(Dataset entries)
_ _ _ _ _ _ _
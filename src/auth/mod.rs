pub mod authz;
pub mod jwt;
pub mod middleware;
pub mod password;

pub use authz::{can_create_course, can_manage_course, check_course_access, require_admin, require_student};
pub use jwt::{decode_jwt, issue_jwt, JwtClaims};
pub use middleware::auth_required;
pub use password::{hash_password, verify_password};
use axum::{
    extract::{Path, State},
    http::StatusCode,
    response::IntoResponse,
    Json,
};
use chrono::Utc;
use uuid::Uuid;

use crate::{
    errors::{AppError, Result},
    models::{CreateMessageRequest, Message},
    state::AppState,
};

/// Append a chat message to a course's log
pub async fn post_message(
    State(state): State<AppState>,
    Path(course_id): Path<Uuid>,
    Json(payload): Json<CreateMessageRequest>,
) -> Result<impl IntoResponse> {
    let message_id = Uuid::new_v4();

    sqlx::query(
        "INSERT INTO messages (id, course_id, sender_id, sender_name, sender_role, message, timestamp)
         VALUES ($1, $2, $3, $4, $5, $6, $7)",
    )
    .bind(message_id)
    .bind(course_id)
    .bind(payload.sender_id)
    .bind(&payload.sender_name)
    .bind(payload.sender_role)
    .bind(&payload.message)
    .bind(Utc::now())
    .execute(&state.pool)
    .await?;

    let message = sqlx::query_as::<_, Message>(
        "SELECT id, course_id, sender_id, sender_name, sender_role, message, timestamp
         FROM messages WHERE id = $1",
    )
    .bind(message_id)
    .fetch_optional(&state.pool)
    .await?
    .ok_or_else(|| AppError::NotFound("Message not found".to_string()))?;

    Ok((StatusCode::CREATED, Json(message)))
}

/// Return a course's full message log, oldest first. Ties at equal timestamps
/// fall back to insertion order. Clients consume this by periodic re-fetch.
pub async fn list_messages(
    State(state): State<AppState>,
    Path(course_id): Path<Uuid>,
) -> Result<impl IntoResponse> {
    let messages = sqlx::query_as::<_, Message>(
        "SELECT id, course_id, sender_id, sender_name, sender_role, message, timestamp
         FROM messages WHERE course_id = $1
         ORDER BY timestamp ASC, rowid ASC",
    )
    .bind(course_id)
    .fetch_all(&state.pool)
    .await?;

    Ok(Json(messages))
}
_ _ _ _ _ _ _
Beginning with the line that holds "ORDER BY timestamp" and ending with the last line of the data, copy each line exactly and add nothing.

         ORDER BY timestamp ASC, rowid ASC",
    )
    .bind(course_id)
    .fetch_all(&state.pool)
    .await?;

    Ok(Json(messages))
}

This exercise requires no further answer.